E chegou o momento de fazer a última pergunta. Quando ela escutou sua voz mudou, surgindo um nó na garganta e passou a olhar o chão enquanto juntava as mãos. Respirou fundo e respondeu, sem que lhe faltassem sorrisos travessos em vários momentos de seu relato.

“Em 1983, eu tinha 20 anos. Foi com essa idade que vi no acampamento um senhor com um sombreiro, revólver na cintura, uma carabina e sem uniforme. Então, perguntei quem era. Fiquei paralisada. O camarada Marulanda era a pessoa mais simples que você pode imaginar. Ele não impunha sua presença como chefe. Nós que víamos nele a autoridade.

“Eu não fazia parte de seu grupo de segurança, ainda que estivesse no acampamento do Secretariado, máxima instância de direção das FARC. Em maio de 1984, eu fazia parte do grupo de apoio que recebia as comissões, políticos, jornalistas e demais pessoas que vinham ao acampamento de La Uribe para discutir sobre os acordos de paz que estavam sendo negociados com o governo. Um dia o camarada sofreu um acidente e fissurou uma costela. Como enfermeira, fiquei com a tarefa de aplicar-lhe os medicamentos e a fisioterapia. E durante o tratamento, a nossa aproximação e relação afetiva começou.

“Vivi com ele uma relação absolutamente normal. Eu não tinha privilégios por ser sua companheira. Ele sim era muito especial comigo. Claro que tínhamos discussões e dificuldades como todo casal, porém foram muitas as alegrias. Eu contribuía em suas responsabilidades. Por exemplo, me encarregava das comunicações, muitas vezes assumia a tarefa de secretária ou preparava-lhe comidas como ele gostava.

“Às vezes, vivíamos situações muito difíceis com relação à segurança, próprias da guerra. Ele era o homem mais procurado do país. Por muitas vezes tivemos o exército bem próximo, mas ele, com sua calma e experiência, sempre soube resguardar sua tropa. Ele era muito precavido e tudo planejava. Nós ríamos quando escutávamos notícias de que o tinham matado, enquanto bebíamos café. Porque o mataram muitas vezes.
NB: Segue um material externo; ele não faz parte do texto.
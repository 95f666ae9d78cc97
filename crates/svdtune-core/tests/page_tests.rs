//! Page event loop tests against a scripted backend.

mod common;

use std::sync::Arc;
use std::time::Duration;

use common::{create_temp_dir, create_test_png, ScriptedBackend};
use svdtune_core::config::{Config, MappingKind};
use svdtune_core::control::Preset;
use svdtune_core::page::{Page, PageUpdate, UserInput};
use svdtune_core::session::Applied;
use svdtune_core::upload::{EventDisposition, FileSource, PreviewState};
use svdtune_core::view::PreviewFit;

fn linear_config() -> Config {
    let mut config = Config::default();
    config.control.mapping = MappingKind::Linear;
    config.control.linear_intercept = 105;
    config.control.k_min = 1;
    config.control.k_max = 100;
    config
}

#[tokio::test(start_paused = true)]
async fn test_burst_sends_one_request_with_last_k() {
    let backend = Arc::new(ScriptedBackend::new());
    let mut page = Page::new(&Config::default(), Arc::clone(&backend));
    page.attach_original("photo.jpg");

    for rate in [10, 20, 30, 40, 60] {
        page.handle_input(UserInput::Slider(rate));
        tokio::time::sleep(Duration::from_millis(100)).await;
    }
    let last_k = page.k();

    let update = page.step().await.unwrap();
    assert!(matches!(update, PageUpdate::Requested(ticket) if ticket.k == last_k));
    assert_eq!(
        page.step().await,
        Some(PageUpdate::Recompressed(Applied::Rendered))
    );

    tokio::time::sleep(Duration::from_secs(2)).await;
    assert_eq!(backend.requests(), vec![("photo.jpg".to_string(), 80)]);
}

#[tokio::test(start_paused = true)]
async fn test_out_of_order_responses_keep_latest() {
    // k=100 answers slowly, k=5 quickly
    let backend = Arc::new(
        ScriptedBackend::new()
            .with_delay(100, Duration::from_secs(3))
            .with_delay(5, Duration::from_millis(50)),
    );
    let mut page = Page::new(&Config::default(), Arc::clone(&backend));
    page.attach_original("photo.jpg");

    page.handle_input(UserInput::Slider(50));
    let first = page.step().await.unwrap();
    assert!(matches!(first, PageUpdate::Requested(t) if t.k.get() == 100));

    page.handle_input(UserInput::Slider(100));
    let second = page.step().await.unwrap();
    assert!(matches!(second, PageUpdate::Requested(t) if t.k.get() == 5));

    assert_eq!(
        page.step().await,
        Some(PageUpdate::Recompressed(Applied::Rendered))
    );
    assert_eq!(
        page.step().await,
        Some(PageUpdate::Recompressed(Applied::Stale))
    );

    let src = page.view().compressed_image_src.clone().unwrap();
    assert!(src.starts_with("/preview/photo_5.jpg?"), "got {src}");
    assert!(page.view().stats_text.contains("k value: 5"));
    assert_eq!(
        page.view().download_href.as_deref(),
        Some("/download/photo_5.jpg")
    );
}

#[tokio::test(start_paused = true)]
async fn test_error_response_leaves_view_unchanged() {
    let backend = Arc::new(ScriptedBackend::new().failing(30));
    let mut page = Page::new(&Config::default(), Arc::clone(&backend));
    page.attach_original("photo.jpg");

    page.request_current();
    assert_eq!(
        page.step().await,
        Some(PageUpdate::Recompressed(Applied::Rendered))
    );
    let rendered = page.view().clone();

    page.handle_input(UserInput::Slider(85));
    assert_eq!(page.k().get(), 30);
    page.step().await;
    assert_eq!(
        page.step().await,
        Some(PageUpdate::Recompressed(Applied::Failed))
    );

    assert_eq!(page.view().compressed_image_src, rendered.compressed_image_src);
    assert_eq!(page.view().stats_text, rendered.stats_text);
    assert_eq!(page.view().download_href, rendered.download_href);
}

#[tokio::test(start_paused = true)]
async fn test_preset_then_slider_end_to_end() {
    let backend = Arc::new(ScriptedBackend::new());
    let mut page = Page::new(&linear_config(), Arc::clone(&backend));
    page.attach_original("photo.jpg");

    page.handle_input(UserInput::Preset(Preset::Medium));
    assert_eq!(page.view().k_value, 50);
    assert_eq!(page.view().slider_position, 55);

    let started = tokio::time::Instant::now();
    page.handle_input(UserInput::Slider(90));
    assert_eq!(page.view().k_value, 15);
    assert_eq!(page.view().selected_preset, None);

    let update = page.step().await.unwrap();
    assert!(started.elapsed() >= Duration::from_millis(400));
    assert!(matches!(update, PageUpdate::Requested(t) if t.k.get() == 15));

    assert_eq!(
        page.step().await,
        Some(PageUpdate::Recompressed(Applied::Rendered))
    );
    assert_eq!(backend.requests(), vec![("photo.jpg".to_string(), 15)]);
    let view = page.view();
    assert!(view
        .compressed_image_src
        .as_deref()
        .unwrap()
        .starts_with("/preview/photo_15.jpg?"));
    assert_eq!(view.download_href.as_deref(), Some("/download/photo_15.jpg"));
}

#[tokio::test(start_paused = true)]
async fn test_switching_original_drops_previous_results() {
    let backend = Arc::new(ScriptedBackend::new().with_delay(100, Duration::from_secs(1)));
    let mut page = Page::new(&Config::default(), Arc::clone(&backend));
    page.attach_original("old.jpg");
    page.request_current();

    page.attach_original("new.jpg");
    assert_eq!(page.session().unwrap().fname(), "new.jpg");

    assert_eq!(
        page.step().await,
        Some(PageUpdate::Recompressed(Applied::Stale))
    );
    assert!(page.view().compressed_image_src.is_none());
}

#[tokio::test(start_paused = true)]
async fn test_reattaching_same_original_keeps_results() {
    let backend = Arc::new(ScriptedBackend::new());
    let mut page = Page::new(&Config::default(), Arc::clone(&backend));
    page.attach_original("photo.jpg");
    page.request_current();

    page.attach_original("photo.jpg");

    assert_eq!(
        page.step().await,
        Some(PageUpdate::Recompressed(Applied::Rendered))
    );
    assert!(page
        .view()
        .compressed_image_src
        .as_deref()
        .unwrap()
        .starts_with("/preview/photo_100.jpg?"));
}

#[tokio::test(start_paused = true)]
async fn test_idle_waits_for_debounce_and_response() {
    let backend = Arc::new(ScriptedBackend::new());
    let mut page = Page::new(&Config::default(), Arc::clone(&backend));
    page.attach_original("photo.jpg");
    assert!(page.is_idle());

    page.handle_input(UserInput::Slider(90));
    assert!(!page.is_idle());

    assert!(matches!(page.step().await, Some(PageUpdate::Requested(_))));
    assert!(!page.is_idle());

    assert_eq!(
        page.step().await,
        Some(PageUpdate::Recompressed(Applied::Rendered))
    );
    assert!(page.is_idle());
}

#[tokio::test]
async fn test_idle_waits_for_preview_read() {
    let dir = create_temp_dir();
    let wide = FileSource::new(create_test_png(dir.path(), "wide.png", 80, 60));

    let mut page = Page::new(&Config::default(), Arc::new(ScriptedBackend::new()));
    page.handle_input(UserInput::FileChosen(wide));
    assert!(!page.is_idle());

    page.step().await;
    assert!(page.is_idle());
}

#[tokio::test]
async fn test_dropped_and_picked_files_preview_identically() {
    let dir = create_temp_dir();
    let wide = FileSource::new(create_test_png(dir.path(), "wide.png", 800, 600));

    let mut picked = Page::new(&Config::default(), Arc::new(ScriptedBackend::new()));
    picked.handle_input(UserInput::FileChosen(wide.clone()));
    assert_eq!(
        picked.step().await,
        Some(PageUpdate::Preview(PreviewState::Previewing))
    );

    let mut dropped = Page::new(&Config::default(), Arc::new(ScriptedBackend::new()));
    assert_eq!(
        dropped.handle_input(UserInput::DragOver),
        EventDisposition::PreventDefault
    );
    assert_eq!(
        dropped.handle_input(UserInput::FileDropped(vec![wide.clone()])),
        EventDisposition::PreventDefault
    );
    assert_eq!(
        dropped.step().await,
        Some(PageUpdate::Preview(PreviewState::Previewing))
    );

    assert_eq!(picked.view(), dropped.view());
    assert_eq!(dropped.view().preview_fit, Some(PreviewFit::FitWidth));
    assert!(!dropped.view().placeholder_visible);
    assert!(dropped.view().upload_region_consistent());
}

#[tokio::test]
async fn test_portrait_preview_fits_height() {
    let dir = create_temp_dir();
    let tall = FileSource::new(create_test_png(dir.path(), "tall.png", 600, 800));

    let mut page = Page::new(&Config::default(), Arc::new(ScriptedBackend::new()));
    page.handle_input(UserInput::FileChosen(tall));
    page.step().await;

    assert_eq!(page.view().preview_fit, Some(PreviewFit::FitHeight));
    assert_eq!(
        page.view().preview_fit.map(PreviewFit::dimensions),
        Some(("auto", "100%"))
    );
}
“Minhas últimas horas com ele? Ainda tenho dificuldade para falar sobre esta parte de nossa vida em casal. Mas bem… Pelos sintomas, acreditávamos que tinha um problema de gastrite. E nesse dia (26 de março de 2008, NdA), tinha escrito um documento, enquanto escutava cumbias colombianas. Depois, o acompanhei para que tomasse banho, tomou chocolate e acreditamos que estava superado o problema. Às cinco da tarde, jantou o pouco de costume. Uma hora depois, recebeu os informes da guarda e deu orientações. Logo após, pediu que eu o acompanhasse ao banheiro. Eu levei o facão e o cinto com a pistola, pertences que nunca abandonava. Então, me disse que se sentia tonto. Vi que estava quase caindo e o contive. Comecei a chamar os que estavam de guarda. O camarada desabou. É terrível ver assim aquele que sempre foi tão forte. O levamos para cama e lhe demos massagens cardíacas e respiração, porém não voltou. Tudo foi tão inesperado. Não sofreu: até nisso perdeu o inimigo. Nem esse gosto deu aos seus inimigos.

Eu me senti triste, só e desamparada, ainda que toda organização estivesse comigo”.

Hernando Calvo Ospina é jornalista colombiano residente na França. Colaborador do Le Monde Diplomatique.